After Big Idea was sold, you started Jellyfish Labs, an idea incubator. What was the goal?

We wanted to go back to being like Big Idea Productions in 1993—when we were just looking at trends. Back then, that led directly to VeggieTales. Now, it has led us to launch JellyTelly (JellyTelly.com), which is a seed planted online for a Christian Nickelodeon.

We need some way to interact with kids on a daily basis. With VeggieTales, even at our peak, we were telling two stories a year. The average American kid is consuming about 5 hours of media a day—including more than 3 hours of TV. So, telling two stories a year is not helping parents as much as they need to be helped.

Instead, we want to be there every day—like Mr. Rodgers was—and say: "Good morning, kids, here's what we're gonna learn today." Even if it's just for a half hour a day, we could have a huge impact by taking them out of the Hollywood media stream.

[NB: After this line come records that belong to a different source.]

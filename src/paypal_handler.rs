// src/paypal_handler.rs
// PayPal Sandbox Test Handlers: initiate, IPN listener, return & admin views

use axum::{
    body::Bytes,
    extract::{Form, Query, State},
    http::StatusCode,
    response::{Html, IntoResponse, Redirect, Response},
    Json,
};
use chrono::{DateTime, Utc};
use serde::{Deserialize, Serialize};
use std::sync::Arc;

use crate::admin::{render_tool, settings_return_url, PAYPAL_SETTINGS_GROUP};
use crate::config::TesterConfig;
use crate::email::Mailer;
use crate::initiate::{start_sandbox_test, InitiateError};
use crate::ipn::{decode_ipn, IpnError, IpnTransport, IpnVerifier};
use crate::report::Reporter;
use crate::store::{KeyValueStore, SandboxTestStore, StoreError, TestResult};

// ═══════════════════════════════════════════════════════════════════════════════
// SANDBOX TEST STATE
// ═══════════════════════════════════════════════════════════════════════════════

pub struct SandboxTestState {
    pub config: TesterConfig,
    pub store: SandboxTestStore,
    pub verifier: IpnVerifier<dyn IpnTransport>,
    pub reporter: Reporter,
}

impl SandboxTestState {
    pub fn new(
        config: TesterConfig,
        kv: Arc<dyn KeyValueStore>,
        transport: Arc<dyn IpnTransport>,
        mailer: Arc<dyn Mailer>,
    ) -> Self {
        let store = SandboxTestStore::new(kv, config.option_prefix.clone(), config.notice_ttl);
        let reporter = Reporter::new(store.clone(), mailer, config.admin_email.clone());
        Self {
            verifier: IpnVerifier::new(transport),
            store,
            reporter,
            config,
        }
    }
}

// ═══════════════════════════════════════════════════════════════════════════════
// ERROR RESPONSES
// ═══════════════════════════════════════════════════════════════════════════════

impl IntoResponse for IpnError {
    fn into_response(self) -> Response {
        match self {
            IpnError::MalformedCallback => {
                tracing::warn!("[IPN] ❌ Empty data");
                (StatusCode::BAD_REQUEST, "empty data").into_response()
            }
            IpnError::TokenMismatch => {
                tracing::warn!("[IPN] ⚠️ Missing or mismatched custom data, possible spoofed IPN");
                (StatusCode::FORBIDDEN, "missing or mismatched custom data").into_response()
            }
            IpnError::Store(e) => e.into_response(),
        }
    }
}

impl IntoResponse for InitiateError {
    fn into_response(self) -> Response {
        match self {
            InitiateError::Store(e) => e.into_response(),
            InitiateError::Encode(e) => {
                tracing::error!("[SANDBOX] ❌ {}", e);
                (StatusCode::BAD_REQUEST, "invalid form data").into_response()
            }
        }
    }
}

impl IntoResponse for StoreError {
    fn into_response(self) -> Response {
        tracing::error!("[STORE] ❌ {}", self);
        (StatusCode::INTERNAL_SERVER_ERROR, "storage unavailable").into_response()
    }
}

// ═══════════════════════════════════════════════════════════════════════════════
// HANDLERS
// ═══════════════════════════════════════════════════════════════════════════════

/// Starts a sandbox test and sends the browser to PayPal.
pub async fn start_sandbox_test_handler(
    State(state): State<Arc<SandboxTestState>>,
    Form(fields): Form<Vec<(String, String)>>,
) -> Result<Redirect, InitiateError> {
    let url = start_sandbox_test(&state.store, &state.config.sandbox_webscr_url(), &fields).await?;
    Ok(Redirect::to(&url))
}

/// IPN listener for the sandbox test.
pub async fn sandbox_ipn_handler(
    State(state): State<Arc<SandboxTestState>>,
    body: Bytes,
) -> Result<impl IntoResponse, IpnError> {
    let payload = decode_ipn(&body)?;
    tracing::info!(
        "[IPN] 📬 Received: {} ({})",
        payload.get("txn_type").unwrap_or("unknown"),
        payload.get("txn_id").unwrap_or("-")
    );

    let outcome = state.verifier.receive(&payload, &state.store).await?;
    state.reporter.report(&outcome).await?;

    Ok((StatusCode::OK, "Received"))
}

/// PayPal `return` target: back to the gateway settings tab.
pub async fn sandbox_return_handler(State(state): State<Arc<SandboxTestState>>) -> Redirect {
    Redirect::to(&settings_return_url(&state.config.admin_url))
}

#[derive(Debug, Deserialize)]
pub struct SettingsQuery {
    #[serde(default)]
    pub group: String,
}

/// Settings-page render hook. Consumes the result notice when it is shown.
pub async fn settings_tool_handler(
    State(state): State<Arc<SandboxTestState>>,
    Query(query): Query<SettingsQuery>,
) -> Result<Response, StoreError> {
    if query.group != PAYPAL_SETTINGS_GROUP {
        return Ok(StatusCode::NO_CONTENT.into_response());
    }

    let notice = if state.store.take_notice().await? {
        state.store.result().await?
    } else {
        None
    };

    match render_tool(&query.group, &state.config, notice) {
        Some(html) => Ok(Html(html).into_response()),
        None => Ok(StatusCode::NO_CONTENT.into_response()),
    }
}

#[derive(Debug, Serialize)]
pub struct SandboxStatus {
    pub result: Option<TestResult>,
    pub completed_at: Option<DateTime<Utc>>,
    pub pending: bool,
}

pub async fn sandbox_status_handler(
    State(state): State<Arc<SandboxTestState>>,
) -> Result<Json<SandboxStatus>, StoreError> {
    Ok(Json(SandboxStatus {
        result: state.store.result().await?,
        completed_at: state.store.completed_at().await?,
        pending: state.store.token().await?.is_some(),
    }))
}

Kids consume media in so many ways. Some have assumed that tv is dying because of all the other growing media. But tv consumption has held steady for five years. Instead of being replaced, it's merely being augmented by all these other options, and media consumption is rising. So, we need to be on tv. What's the best way to get there? Sony rolled out their new line of tvs, and they all have internet ports on the back. All entertainment is becoming data. In ten years, the internet will be how all data is transmitted—whether you access it on your tv, laptop, or iPod is irrelevant.

As Christians, we need to be platform agnostic: "No, I am not in the tv business or the internet business. I am in the content business." We need to get our content out in as many ways as possible: iTunes, Hulu, YouTube, Comcast Video on Demand, etc. There are so many ways to transmit storytelling and teaching into a household, you can't say there is one way. They are all how we can reach people. It's an interesting and quite tumultuous time in media.

What is driving you now as you develop JellyTelly?

According to one study, half of Christian kids raised in the church are walking away from their faith after high school. We are not doing a good job passing our faith on to our kids. A big part of the problem is that no one passed it on to us very well. We have a generation of parents who don't know their faith either. Gallup looked at data a few years ago and found that half of adult Protestants can't define the word grace, much less live it out. They don't even know what it means.

I learned my numbers watching Sesame Street. We need to do the same thing in Christian homes today—writing little songs about grace and forgiveness. Let's teach church history. Let's bring biblical literacy to life so we can raise a generation of Christians who actually know what they believe. Let's put flesh on theology for kids the way that Sesame Street brought literacy to life.

The world of entertainment is splitting into two directions: 1) The ultra-high end. This includes the $200-million films like Iron Man and the Pixar productions, which are becoming more and more common. 2) The ultra-low end. This is everything from YouTube videos to the Adult Swim block on Cartoon Network to $10,000-per-episode reality TV shows. What's dying is the middle. What was once the bulk of the industry—prime-time television and high-end kids' shows—is just withering because the economics don't work anymore. So what we're looking at is not how Christians can make $200-million movies—I'm not sure that is a viable pursuit—but how can we be in the daily flow of ideas. No longer is the plan to work five years to tell one story with all the resources of a small Asian country.

Todd Hertz is a film critic for ChristianityTodayMovies.com and a freelance writer.